How to Plan Your Finances When Moving in With Someone

*This post is supported by Genworth Financial. All thoughts are 100% my own.

Moving in with your significant other is an exciting time in your life. While new couples should enjoy this life event, they should also be prepared financially should things not work out the way it was planned.

Sure, we don’t anticipate bad things to come but it does and can happen. I recently came across an article with financial tips to consider before moving in with someone, it read that 38% of 1,000 renters had ended a relationship with someone that they were living with. More than 60% had continued to live with the other person while they figure out how to split things up and find new residency to fit their single person budget.

moving truck

I moved in with a (now ex) boyfriend several years before meeting my husband, we lived together for 4 years and never expected things to end badly. Things didn’t go as expected, but thanks to our preplanning before moving in, we were able to make the transition away from each other without much headache.

Here are some tips to consider when moving in together:

  • Purchase Items Individually – If you purchase items for your new place, jointly, then you will also have to figure out how to split things up if someone moves out. I purchased new furniture when moving in with my (now ex) boyfriend, while he was nice about things and offered to help make payments – I said no thanks. When the time came and we went our own ways, that furniture was mine and we didn’t have to fight over who would get what
  • Split the Utilities in Both Names  – Make sure that you have utility accounts in your name, and some in your significant others name. You want to keep building your credit while living together. If someone was to leave the relationship, this will make sure that you have enough credit in your name to get you into a new place.
  • Put the Lease in Both Names  – The purpose of putting the lease in both names is for protection should there be an unfortunate breakup. This creates an equal opportunity for the place you are renting, then you can make a joint decision to see who could afford to move out on their own.
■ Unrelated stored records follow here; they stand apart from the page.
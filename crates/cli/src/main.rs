//! rekon: declarative apply for Kubernetes manifests with dependency
//! ordering, pruning, and status waits.

use std::path::{Path, PathBuf};
use std::str::FromStr;
use std::sync::Arc;
use std::time::Duration;

use anyhow::{anyhow, Context, Result};
use clap::{Args, Parser, Subcommand, ValueEnum};
use tokio::signal;
use tokio::sync::watch;
use tracing::info;

mod diff;
mod manifest;
mod render;

use rekon_apply::{Applier, Destroyer, RunOptions};
use rekon_cluster::{ClusterClient, DryRun, KubeCluster, PropagationPolicy};
use rekon_inventory::{
    inventory_template, ConfigMapInventory, InventoryClient, InventoryInfo, InventoryPolicy,
};
use rekon_status::{Collector, StatusPoller};

#[derive(Parser, Debug)]
#[command(
    name = "rekon",
    version,
    about = "Reconcile a directory of manifests against a cluster"
)]
struct Cli {
    /// Output format
    #[arg(short = 'o', long = "output", value_enum, global = true, default_value_t = Output::Human)]
    output: Output,

    #[command(subcommand)]
    command: Commands,
}

#[derive(Copy, Clone, Debug, Eq, PartialEq, ValueEnum)]
pub enum Output {
    Human,
    Json,
}

#[derive(Copy, Clone, Debug, Eq, PartialEq, ValueEnum)]
enum PolicyArg {
    Strict,
    Adopt,
}

#[derive(Copy, Clone, Debug, Eq, PartialEq, ValueEnum)]
enum DryRunArg {
    None,
    Client,
    Server,
}

#[derive(Copy, Clone, Debug, Eq, PartialEq, ValueEnum)]
enum PropagationArg {
    Background,
    Foreground,
    Orphan,
}

#[derive(Args, Debug, Clone)]
struct RunFlags {
    /// Ownership policy for live objects owned by another inventory
    #[arg(long = "inventory-policy", value_enum, default_value_t = PolicyArg::Strict)]
    inventory_policy: PolicyArg,

    /// Use server-side apply
    #[arg(long = "server-side")]
    server_side: bool,

    /// Force ownership on server-side apply conflicts
    #[arg(long = "force-conflicts")]
    force_conflicts: bool,

    /// Field manager recorded on apply patches
    #[arg(long = "field-manager", default_value = "rekon")]
    field_manager: String,

    /// Dry-run strategy
    #[arg(long = "dry-run", value_enum, default_value_t = DryRunArg::None)]
    dry_run: DryRunArg,

    /// Status poll period, e.g. 2s or 500ms
    #[arg(long = "poll-period", value_parser = parse_duration, default_value = "2s")]
    poll_period: Duration,

    /// How long to wait for applied objects to reconcile (0 disables waits)
    #[arg(long = "reconcile-timeout", value_parser = parse_duration, default_value = "1m")]
    reconcile_timeout: Duration,

    /// How long to wait for pruned objects to disappear (0 disables waits)
    #[arg(long = "prune-timeout", value_parser = parse_duration, default_value = "1m")]
    prune_timeout: Duration,

    /// Deletion propagation policy for prunes
    #[arg(long = "prune-propagation-policy", value_enum, default_value_t = PropagationArg::Background)]
    prune_propagation_policy: PropagationArg,
}

impl RunFlags {
    fn to_run_options(&self, output: Output, preview: bool) -> RunOptions {
        let dry_run = match self.dry_run {
            DryRunArg::None if preview => {
                // preview defaults to a dry-run matching the apply path
                if self.server_side {
                    DryRun::Server
                } else {
                    DryRun::Client
                }
            }
            DryRunArg::None => DryRun::None,
            DryRunArg::Client => DryRun::Client,
            DryRunArg::Server => DryRun::Server,
        };
        RunOptions {
            policy: match self.inventory_policy {
                PolicyArg::Strict => InventoryPolicy::Strict,
                PolicyArg::Adopt => InventoryPolicy::Adopt,
            },
            server_side: self.server_side,
            force_conflicts: self.force_conflicts,
            field_manager: self.field_manager.clone(),
            dry_run,
            poll_period: self.poll_period,
            reconcile_timeout: self.reconcile_timeout,
            prune_timeout: self.prune_timeout,
            prune_propagation: match self.prune_propagation_policy {
                PropagationArg::Background => PropagationPolicy::Background,
                PropagationArg::Foreground => PropagationPolicy::Foreground,
                PropagationArg::Orphan => PropagationPolicy::Orphan,
            },
            emit_status_events: output == Output::Json,
        }
    }
}

#[derive(Subcommand, Debug)]
enum Commands {
    /// Write an inventory template into a package directory
    Init {
        dir: PathBuf,
        /// Stable inventory id (default: the directory name)
        #[arg(long = "inventory-id")]
        inventory_id: Option<String>,
        /// Namespace for the inventory ConfigMap
        #[arg(long = "namespace", default_value = "default")]
        namespace: String,
    },
    /// Apply the package and prune dropped objects
    Apply {
        dir: PathBuf,
        #[command(flatten)]
        flags: RunFlags,
    },
    /// Run the apply flow as a dry-run
    Preview {
        dir: PathBuf,
        #[command(flatten)]
        flags: RunFlags,
    },
    /// Delete everything the package's inventory owns
    Destroy {
        dir: PathBuf,
        #[command(flatten)]
        flags: RunFlags,
    },
    /// Show a local-vs-live diff summary
    Diff { dir: PathBuf },
    /// Poll inventory members until they all reach Current
    Status {
        dir: PathBuf,
        #[command(flatten)]
        flags: RunFlags,
    },
}

fn parse_duration(s: &str) -> Result<Duration, String> {
    let s = s.trim();
    let (digits, unit) = match s.find(|c: char| !c.is_ascii_digit()) {
        Some(pos) => s.split_at(pos),
        None => (s, "s"),
    };
    let n: u64 = digits.parse().map_err(|_| format!("invalid duration {s:?}"))?;
    match unit {
        "ms" => Ok(Duration::from_millis(n)),
        "s" => Ok(Duration::from_secs(n)),
        "m" => Ok(Duration::from_secs(n * 60)),
        "h" => Ok(Duration::from_secs(n * 3600)),
        _ => Err(format!("invalid duration unit {unit:?} in {s:?}")),
    }
}

fn init_tracing() {
    let env = std::env::var("REKON_LOG").unwrap_or_else(|_| "info".to_string());
    let filter = tracing_subscriber::EnvFilter::from_str(&env)
        .unwrap_or_else(|_| tracing_subscriber::EnvFilter::new("info"));
    tracing_subscriber::fmt().with_env_filter(filter).with_target(true).init();
}

fn init_metrics() {
    if let Ok(addr) = std::env::var("REKON_METRICS_ADDR") {
        if let Ok(sock) = addr.parse::<std::net::SocketAddr>() {
            let builder = metrics_exporter_prometheus::PrometheusBuilder::new();
            match builder.with_http_listener(sock).install() {
                Ok(_) => tracing::info!(addr = %addr, "Prometheus metrics exporter listening"),
                Err(e) => tracing::warn!(error = %e, "failed to install metrics exporter"),
            }
        } else {
            tracing::warn!(addr = %addr, "invalid REKON_METRICS_ADDR; expected host:port");
        }
    }
}

fn clients() -> (Arc<dyn ClusterClient>, Arc<dyn InventoryClient>) {
    let cluster: Arc<dyn ClusterClient> = Arc::new(KubeCluster::new());
    let inventory: Arc<dyn InventoryClient> = Arc::new(ConfigMapInventory::new(cluster.clone()));
    (cluster, inventory)
}

/// Cancellation wired to Ctrl-C; the sender side lives in its own task.
fn cancel_on_ctrl_c() -> watch::Receiver<bool> {
    let (tx, rx) = watch::channel(false);
    tokio::spawn(async move {
        if signal::ctrl_c().await.is_ok() {
            info!("interrupt received; cancelling run");
            let _ = tx.send(true);
        }
        // hold the sender so the channel stays open
        std::future::pending::<()>().await;
    });
    rx
}

fn load_package_with_inventory(dir: &Path) -> Result<(manifest::Package, InventoryInfo)> {
    let pkg = manifest::load_dir(dir)?;
    let inv = pkg.inventory.clone().ok_or_else(|| {
        anyhow!(
            "no inventory template found in {}; run `rekon init {}` first",
            dir.display(),
            dir.display()
        )
    })?;
    Ok((pkg, inv))
}

#[tokio::main]
async fn main() {
    init_tracing();
    init_metrics();
    let cli = Cli::parse();
    let code = match run(cli).await {
        Ok(code) => code,
        Err(e) => {
            eprintln!("error: {e:#}");
            1
        }
    };
    std::process::exit(code);
}

async fn run(cli: Cli) -> Result<i32> {
    match cli.command {
        Commands::Init { dir, inventory_id, namespace } => {
            cmd_init(&dir, inventory_id, namespace)
        }
        Commands::Apply { dir, flags } => cmd_apply(&dir, flags, cli.output, false).await,
        Commands::Preview { dir, flags } => cmd_apply(&dir, flags, cli.output, true).await,
        Commands::Destroy { dir, flags } => cmd_destroy(&dir, flags, cli.output).await,
        Commands::Diff { dir } => cmd_diff(&dir, cli.output).await,
        Commands::Status { dir, flags } => cmd_status(&dir, flags, cli.output).await,
    }
}

fn cmd_init(dir: &Path, inventory_id: Option<String>, namespace: String) -> Result<i32> {
    if !dir.is_dir() {
        return Err(anyhow!("{} is not a directory", dir.display()));
    }
    let path = dir.join("inventory-template.yaml");
    if path.exists() {
        return Err(anyhow!("inventory template already exists at {}", path.display()));
    }
    let id = inventory_id.unwrap_or_else(|| {
        dir.file_name()
            .and_then(|n| n.to_str())
            .unwrap_or("inventory")
            .to_string()
    });
    let inv = InventoryInfo { name: "inventory".to_string(), namespace, id };
    let yaml = serde_yaml::to_string(&inventory_template(&inv))
        .context("rendering inventory template")?;
    std::fs::write(&path, yaml)
        .with_context(|| format!("writing {}", path.display()))?;
    println!("wrote {}", path.display());
    Ok(0)
}

async fn cmd_apply(dir: &Path, flags: RunFlags, output: Output, preview: bool) -> Result<i32> {
    let (pkg, inv) = load_package_with_inventory(dir)?;
    info!(objects = pkg.objects.len(), inventory = %inv.id, preview, "apply invoked");
    let (cluster, inventory) = clients();
    let opts = flags.to_run_options(output, preview);
    let cancel = cancel_on_ctrl_c();
    let rx = Applier::new(cluster, inventory).run(inv, pkg.objects, opts, cancel);
    let summary = render::consume(rx, output).await;
    render::print_summary(&summary, output);
    Ok(if summary.failed() { 1 } else { 0 })
}

async fn cmd_destroy(dir: &Path, flags: RunFlags, output: Output) -> Result<i32> {
    let (_pkg, inv) = load_package_with_inventory(dir)?;
    info!(inventory = %inv.id, "destroy invoked");
    let (cluster, inventory) = clients();
    let opts = flags.to_run_options(output, false);
    let cancel = cancel_on_ctrl_c();
    let rx = Destroyer::new(cluster, inventory).run(inv, opts, cancel);
    let summary = render::consume(rx, output).await;
    render::print_summary(&summary, output);
    Ok(if summary.failed() { 1 } else { 0 })
}

async fn cmd_diff(dir: &Path, output: Output) -> Result<i32> {
    let pkg = manifest::load_dir(dir)?;
    let (cluster, _) = clients();
    diff::run(cluster, &pkg.objects, output).await
}

async fn cmd_status(dir: &Path, flags: RunFlags, output: Output) -> Result<i32> {
    let (_pkg, inv) = load_package_with_inventory(dir)?;
    let (cluster, inventory) = clients();
    let members = inventory
        .load(&inv)
        .await?
        .ok_or_else(|| anyhow!("no inventory record {} found in cluster", inv.id))?;
    if members.is_empty() {
        println!("inventory {} is empty", inv.id);
        return Ok(0);
    }
    info!(inventory = %inv.id, members = members.len(), "status invoked");

    let poller = StatusPoller::new(cluster, flags.poll_period);
    let (cancel_tx, cancel_rx) = watch::channel(false);
    let stream = poller.poll(members.clone(), cancel_rx);
    let collector = Collector::new();
    let _done = collector.listen(stream);

    let timeout = if flags.reconcile_timeout.is_zero() {
        Duration::from_secs(3600)
    } else {
        flags.reconcile_timeout
    };
    let deadline = tokio::time::Instant::now() + timeout;
    loop {
        tokio::time::sleep(flags.poll_period).await;
        let obs = collector.latest_observation();
        if let Some(err) = &obs.error {
            let _ = cancel_tx.send(true);
            return Err(anyhow!("status poller failed: {err}"));
        }
        for rs in &obs.resource_statuses {
            match output {
                Output::Json => println!("{}", serde_json::to_string(rs)?),
                Output::Human => {
                    println!("{}  {}  {}", rs.id, rs.status, rs.message)
                }
            }
        }
        if obs.all_current(members.as_slice()) {
            println!("all {} object(s) are Current", members.len());
            let _ = cancel_tx.send(true);
            return Ok(0);
        }
        if tokio::time::Instant::now() >= deadline {
            eprintln!("timed out waiting for inventory members to become Current");
            let _ = cancel_tx.send(true);
            return Ok(1);
        }
    }
}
Life throws unexpected curve balls and sometimes things just don’t go the way that we hoped. By planning in advance for your future, this will ensure that you can move on happily after unexpected life events. Check out Genworth.com for financial advice to help you start off your financial future on the right foot.

*Picture source Flickr

10 thoughts on “How to Plan Your Finances When Moving in With Someone

  • July 12, 2013 at 8:51 pm
    Permalink

    this is great advice, I hope I never have to move in with someone

  • July 12, 2013 at 7:16 pm
    Permalink

    It is a great idea to plan for the worst just in case. You have to be prepared in case something happens and you’re not as compatible with the other erson as you thought.

  • July 8, 2013 at 5:46 pm
    Permalink

    Great advice! Things don’t always go according to plan and good intentions.

  • July 8, 2013 at 7:27 am
    Permalink

    Thanks for the info. It seems that this is important in any relationship, friendship, dating, marriage to varying degrees, to have things that are both of yours as well as your own, such as bank account. It’s all like a pre-nup in a way, to make sure that neither of you lose in the end. And to have a contract, even if written by yourself and other notarized. If a roommate is against having a piece of paper notarized that they will pay half of utilities or that you paid for TV on a joint account then maybe that should give you reason to reconsider.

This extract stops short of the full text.